Reforming police

Reforming police

Prime Minister Manmohan Singh and Home Minister P Chidambaram have rightly drawn attention to the importance of police reform for the country to be able to deal more effectively with its internal security problems. The prime minister has called for the creation of a new-age police force where policemen are better motivated, and equipped and trained with the latest in tactics and technology. How ill-equipped our police are was laid bare with striking vividness during the 2008 terror attacks in Mumbai, when cops with lathis and antiquated rifles were seen battling terrorists armed with sophisticated weaponry. Some steps have been taken to modernise the equipment and working of the Mumbai police. This should be expanded to include the police forces in other parts of the country as well. A police force with an antiquated armoury is of little use.

Apart from lack of modern equipment, lack of motivation among police across ranks has undermined their work considerably.
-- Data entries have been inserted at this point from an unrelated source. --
use std::mem;
use std::num::NonZero;
use std::ops::Range;
use std::slice::ChunksMut;

use par_region::{RegionContext, RegionError, WorkerPool};
use parking_lot::Mutex;
use tracing::trace;

use crate::{Matrix, Schedule};

/// Which rows of the result each worker computed, in the order it computed them.
#[derive(Clone, Debug, Eq, PartialEq)]
pub struct TileReport {
    rows_by_worker: Box<[Vec<Range<usize>>]>,
}

impl TileReport {
    fn single_worker(side: usize) -> Self {
        let rows = if side == 0 { Vec::new() } else { vec![0..side] };

        Self {
            rows_by_worker: Box::new([rows]),
        }
    }

    /// Number of workers that took part.
    #[must_use]
    pub fn worker_count(&self) -> usize {
        self.rows_by_worker.len()
    }

    /// Row ranges computed by `worker_id`, one per tile. Empty for an unknown worker.
    #[must_use]
    pub fn rows_of(&self, worker_id: usize) -> &[Range<usize>] {
        self.rows_by_worker
            .get(worker_id)
            .map(Vec::as_slice)
            .unwrap_or_default()
    }

    /// Row ranges of all workers, indexed by worker id.
    pub fn workers(&self) -> impl Iterator<Item = &[Range<usize>]> {
        self.rows_by_worker.iter().map(Vec::as_slice)
    }

    /// How many times each row of a `side` x `side` result was computed.
    ///
    /// For a correct schedule every entry is 1.
    #[must_use]
    pub fn visits_per_row(&self, side: usize) -> Vec<usize> {
        let mut visits = vec![0_usize; side];

        for range in self.rows_by_worker.iter().flatten() {
            for row in range.clone() {
                if let Some(count) = visits.get_mut(row) {
                    *count = count.saturating_add(1);
                }
            }
        }

        visits
    }
}

/// Computes `c = a · b` on the calling thread, one row at a time.
///
/// Each element is accumulated from zero over `k` in increasing order.
///
/// # Panics
///
/// Panics if the three matrices do not have the same side.
pub fn multiply_sequential(a: &Matrix, b: &Matrix, c: &mut Matrix) {
    assert_same_side(a.side(), b.side(), c.side());

    multiply_rows(a, b, 0, c.as_mut_slice());
}

/// Computes `c = a · b` on the workers of `pool`, one tile of `chunk` rows at a time.
///
/// With a single worker this calls [`multiply_sequential`] without starting a region. A
/// `chunk` larger than the side makes the whole result one tile.
///
/// This is [`TilePlan::new`] followed by [`TilePlan::execute`].
///
/// # Errors
///
/// Fails if the parallel region cannot be started. `c` is then partially computed.
///
/// # Panics
///
/// Panics if the three matrices do not have the same side.
pub fn multiply_tiled(
    pool: &WorkerPool,
    a: &Matrix,
    b: &Matrix,
    c: &mut Matrix,
    chunk: NonZero<usize>,
    schedule: Schedule,
) -> Result<TileReport, RegionError> {
    assert_same_side(a.side(), b.side(), c.side());

    TilePlan::new(c, pool.width(), chunk, schedule).execute(pool, a, b)
}

/// The tiles of a result matrix, split and assigned to workers ahead of the multiplication.
///
/// Building the plan does all the bookkeeping allocation, so timing only
/// [`execute()`][Self::execute] measures the region and nothing else.
///
/// # Examples
///
/// ```
/// use new_zealand::nz;
/// use par_region::WorkerPool;
/// use tiled_matmul::{Matrix, Schedule, TilePlan};
///
/// let pool = WorkerPool::new(nz!(2));
/// let a = Matrix::identity(4).unwrap();
/// let b = Matrix::filled(4, 3.0).unwrap();
/// let mut c = Matrix::zeroed(4).unwrap();
///
/// let plan = TilePlan::new(&mut c, pool.width(), nz!(1), Schedule::Static);
/// let report = plan.execute(&pool, &a, &b).unwrap();
///
/// assert_eq!(report.rows_of(1), [1..2, 3..4]);
/// assert_eq!(c, b);
/// ```
#[derive(Debug)]
pub struct TilePlan<'c> {
    side: usize,
    width: NonZero<usize>,
    work: PlannedWork<'c>,
}

#[derive(Debug)]
enum PlannedWork<'c> {
    Sequential(&'c mut [f64]),

    // Each worker takes its own list exactly once, so these locks are never contended.
    Static(Box<[Mutex<Vec<Tile<'c>>>]>),

    Dynamic(Mutex<TileCursor<'c>>),
}

impl<'c> TilePlan<'c> {
    /// Splits `c` into tiles of `chunk` rows and assigns them for a region of `width` workers.
    #[must_use]
    pub fn new(
        c: &'c mut Matrix,
        width: NonZero<usize>,
        chunk: NonZero<usize>,
        schedule: Schedule,
    ) -> Self {
        let side = c.side();

        if width.get() == 1 || side == 0 {
            return Self {
                side,
                width,
                work: PlannedWork::Sequential(c.as_mut_slice()),
            };
        }

        let cursor = TileCursor {
            next_row: 0,
            chunk: chunk.get(),
            tiles: c.as_mut_slice().chunks_mut(chunk.get().saturating_mul(side)),
        };

        let work = match schedule {
            Schedule::Static => PlannedWork::Static(assign_round_robin(cursor, width.get())),
            Schedule::Dynamic => PlannedWork::Dynamic(Mutex::new(cursor)),
        };

        Self { side, width, work }
    }

    /// Computes every planned tile of `a · b` on the workers of `pool`.
    ///
    /// # Errors
    ///
    /// Fails if the parallel region cannot be started. The result is then partially computed.
    ///
    /// # Panics
    ///
    /// Panics if `a` or `b` has a different side than the planned result, or if `pool` has a
    /// different width than the plan was made for.
    pub fn execute(
        self,
        pool: &WorkerPool,
        a: &Matrix,
        b: &Matrix,
    ) -> Result<TileReport, RegionError> {
        assert_same_side(a.side(), b.side(), self.side);
        assert_eq!(
            pool.width(),
            self.width,
            "pool width differs from the width the tiles were planned for"
        );

        let rows_by_worker = match self.work {
            PlannedWork::Sequential(values) => {
                multiply_rows(a, b, 0, values);
                return Ok(TileReport::single_worker(self.side));
            }
            PlannedWork::Static(assignments) => run_static(pool, a, b, &assignments)?,
            PlannedWork::Dynamic(cursor) => run_dynamic(pool, a, b, &cursor)?,
        };

        Ok(TileReport { rows_by_worker })
    }
}

/// A tile of consecutive rows of the result, with the index of its first row.
#[derive(Debug)]
struct Tile<'c> {
    first_row: usize,
    values: &'c mut [f64],
}

impl Tile<'_> {
    fn compute(self, a: &Matrix, b: &Matrix, ctx: &RegionContext) -> Range<usize> {
        let row_count = self.values.len().checked_div(b.side()).unwrap_or_default();
        let rows = self.first_row..self.first_row.saturating_add(row_count);

        trace!(worker = ctx.id(), ?rows, "computing tile");

        multiply_rows(a, b, self.first_row, self.values);
        rows
    }
}

/// Numbers tiles with their first row as they are handed out.
#[derive(Debug)]
struct TileCursor<'c> {
    next_row: usize,
    chunk: usize,
    tiles: ChunksMut<'c, f64>,
}

impl<'c> Iterator for TileCursor<'c> {
    type Item = Tile<'c>;

    fn next(&mut self) -> Option<Self::Item> {
        let values = self.tiles.next()?;
        let first_row = self.next_row;
        self.next_row = self.next_row.saturating_add(self.chunk);

        Some(Tile { first_row, values })
    }
}

/// Tile `t` goes to worker `t mod width`.
fn assign_round_robin(cursor: TileCursor<'_>, width: usize) -> Box<[Mutex<Vec<Tile<'_>>>]> {
    let mut assignments: Vec<Vec<Tile<'_>>> = (0..width).map(|_| Vec::new()).collect();

    for (tile, worker) in cursor.zip((0..width).cycle()) {
        if let Some(owned) = assignments.get_mut(worker) {
            owned.push(tile);
        }
    }

    assignments.into_iter().map(Mutex::new).collect()
}

fn run_static(
    pool: &WorkerPool,
    a: &Matrix,
    b: &Matrix,
    assignments: &[Mutex<Vec<Tile<'_>>>],
) -> Result<Box<[Vec<Range<usize>>]>, RegionError> {
    pool.run(|ctx| {
        let owned = assignments
            .get(ctx.id())
            .map(|owned| mem::take(&mut *owned.lock()))
            .unwrap_or_default();

        owned
            .into_iter()
            .map(|tile| tile.compute(a, b, ctx))
            .collect()
    })
}

fn run_dynamic(
    pool: &WorkerPool,
    a: &Matrix,
    b: &Matrix,
    cursor: &Mutex<TileCursor<'_>>,
) -> Result<Box<[Vec<Range<usize>>]>, RegionError> {
    pool.run(|ctx| {
        let mut computed = Vec::new();

        loop {
            // The guard is dropped before the tile is computed.
            let Some(tile) = cursor.lock().next() else {
                break;
            };

            computed.push(tile.compute(a, b, ctx));
        }

        computed
    })
}

/// Computes the rows of `a · b` starting at `first_row` into `out`, which holds whole rows.
#[expect(
    clippy::indexing_slicing,
    reason = "column indexes come from enumerating a row of the same side"
)]
fn multiply_rows(a: &Matrix, b: &Matrix, first_row: usize, out: &mut [f64]) {
    let side = b.side().max(1);

    for (c_row, a_row) in out.chunks_exact_mut(side).zip(a.rows().skip(first_row)) {
        c_row.fill(0.0);

        for (column, cell) in c_row.iter_mut().enumerate() {
            for (a_value, b_row) in a_row.iter().zip(b.rows()) {
                *cell += a_value * b_row[column];
            }
        }
    }
}

fn assert_same_side(a: usize, b: usize, c: usize) {
    assert!(
        a == b && b == c,
        "matrix sides differ: a is {a}, b is {b}, c is {c}"
    );
}

#[cfg(test)]
#[cfg_attr(coverage_nightly, coverage(off))]
mod tests {
    use new_zealand::nz;

    use super::*;

    fn counting(side: usize) -> Matrix {
        Matrix::from_fn(side, |row, column| (row * side + column) as f64).unwrap()
    }

    #[test]
    fn sequential_two_by_two() {
        let a = Matrix::from_fn(2, |row, column| [[1.0, 2.0], [3.0, 4.0]][row][column]).unwrap();
        let b = Matrix::from_fn(2, |row, column| [[5.0, 6.0], [7.0, 8.0]][row][column]).unwrap();
        let mut c = Matrix::filled(2, f64::NAN).unwrap();

        multiply_sequential(&a, &b, &mut c);

        assert_eq!(c.as_slice(), [19.0, 22.0, 43.0, 50.0]);
    }

    #[test]
    #[should_panic(expected = "matrix sides differ")]
    fn mismatched_sides_are_rejected() {
        let a = Matrix::zeroed(2).unwrap();
        let b = Matrix::zeroed(3).unwrap();
        let mut c = Matrix::zeroed(2).unwrap();

        multiply_sequential(&a, &b, &mut c);
    }

    #[test]
    fn single_worker_bypasses_region() {
        let a = counting(5);
        let b = counting(5);
        let mut c = Matrix::zeroed(5).unwrap();

        let report =
            multiply_tiled(&WorkerPool::new(nz!(1)), &a, &b, &mut c, nz!(2), Schedule::Static)
                .unwrap();

        assert_eq!(report.worker_count(), 1);
        assert_eq!(report.rows_of(0), [0..5]);
    }

    #[test]
    #[cfg_attr(miri, ignore)]
    fn static_tiles_are_round_robin() {
        let a = counting(10);
        let b = counting(10);
        let mut c = Matrix::zeroed(10).unwrap();

        let report =
            multiply_tiled(&WorkerPool::new(nz!(2)), &a, &b, &mut c, nz!(3), Schedule::Static)
                .unwrap();

        assert_eq!(report.rows_of(0), [0..3, 6..9]);
        assert_eq!(report.rows_of(1), [3..6, 9..10]);
        assert!(report.rows_of(2).is_empty());
    }

    #[test]
    #[cfg_attr(miri, ignore)]
    fn chunk_larger_than_side_is_one_tile() {
        let a = counting(4);
        let b = counting(4);
        let mut c = Matrix::zeroed(4).unwrap();

        for schedule in [Schedule::Static, Schedule::Dynamic] {
            let report =
                multiply_tiled(&WorkerPool::new(nz!(3)), &a, &b, &mut c, nz!(100), schedule)
                    .unwrap();

            let tiles: Vec<_> = report.workers().flatten().cloned().collect();
            assert_eq!(tiles, [0..4]);
        }
    }

    #[test]
    #[cfg_attr(miri, ignore)]
    fn planned_tiles_match_sequential_result() {
        let a = counting(9);
        let b = counting(9);
        let pool = WorkerPool::new(nz!(3));

        let mut expected = Matrix::zeroed(9).unwrap();
        multiply_sequential(&a, &b, &mut expected);

        for schedule in [Schedule::Static, Schedule::Dynamic] {
            let mut c = Matrix::filled(9, f64::NAN).unwrap();

            let plan = TilePlan::new(&mut c, pool.width(), nz!(2), schedule);
            let report = plan.execute(&pool, &a, &b).unwrap();

            assert_eq!(c, expected);
            assert_eq!(report.visits_per_row(9), [1; 9]);
        }
    }

    #[test]
    fn static_plan_assigns_tiles_before_execution() {
        let mut c = Matrix::zeroed(10).unwrap();

        let plan = TilePlan::new(&mut c, nz!(2), nz!(3), Schedule::Static);

        let PlannedWork::Static(assignments) = &plan.work else {
            panic!("static schedule must assign tiles up front");
        };

        let first_rows: Vec<Vec<usize>> = assignments
            .iter()
            .map(|owned| owned.lock().iter().map(|tile| tile.first_row).collect())
            .collect();

        assert_eq!(first_rows, [vec![0, 6], vec![3, 9]]);
    }

    #[test]
    #[should_panic(expected = "pool width differs")]
    fn plan_rejects_pool_of_other_width() {
        let a = counting(4);
        let b = counting(4);
        let mut c = Matrix::zeroed(4).unwrap();

        let plan = TilePlan::new(&mut c, nz!(2), nz!(1), Schedule::Static);
        drop(plan.execute(&WorkerPool::new(nz!(3)), &a, &b));
    }

    #[test]
    fn visits_count_overlaps() {
        let report = TileReport {
            rows_by_worker: Box::new([vec![0..2], vec![1..3]]),
        };

        assert_eq!(report.visits_per_row(4), [1, 2, 1, 0]);
    }
}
This must be blamed as much on political interference as on poor remuneration. Police officials are transferred frequently. As the home minister put it, they are treated like footballs, kicked around from one post to another. They are transferred every time there is a change in government and cops known to be close to the ruling dispensation are brought into key posts. Those who resist political meddling are humiliated with punishment postings. This has contributed to poor morale. Poor salaries have also weakened motivation and encouraged corruption.

The government’s solution to this has been to introduce a system of rewards for elimination of terrorists and underworld dons. This has encouraged cops to fake encounters, undermining the country’s criminal justice system. Instead, the government needs to provide better working conditions and recreational facilities, improve salaries, and protect cops from political interference. Reports recommending reforms of the police system have been gathering dust for years. These need to be implemented.

An important issue that needs to be addressed is to tackle police brutality. Cops need training in investigation and questioning techniques. Their use of torture to elicit information is a violation of human rights. The police are enforcers of the law. They cannot be violating it.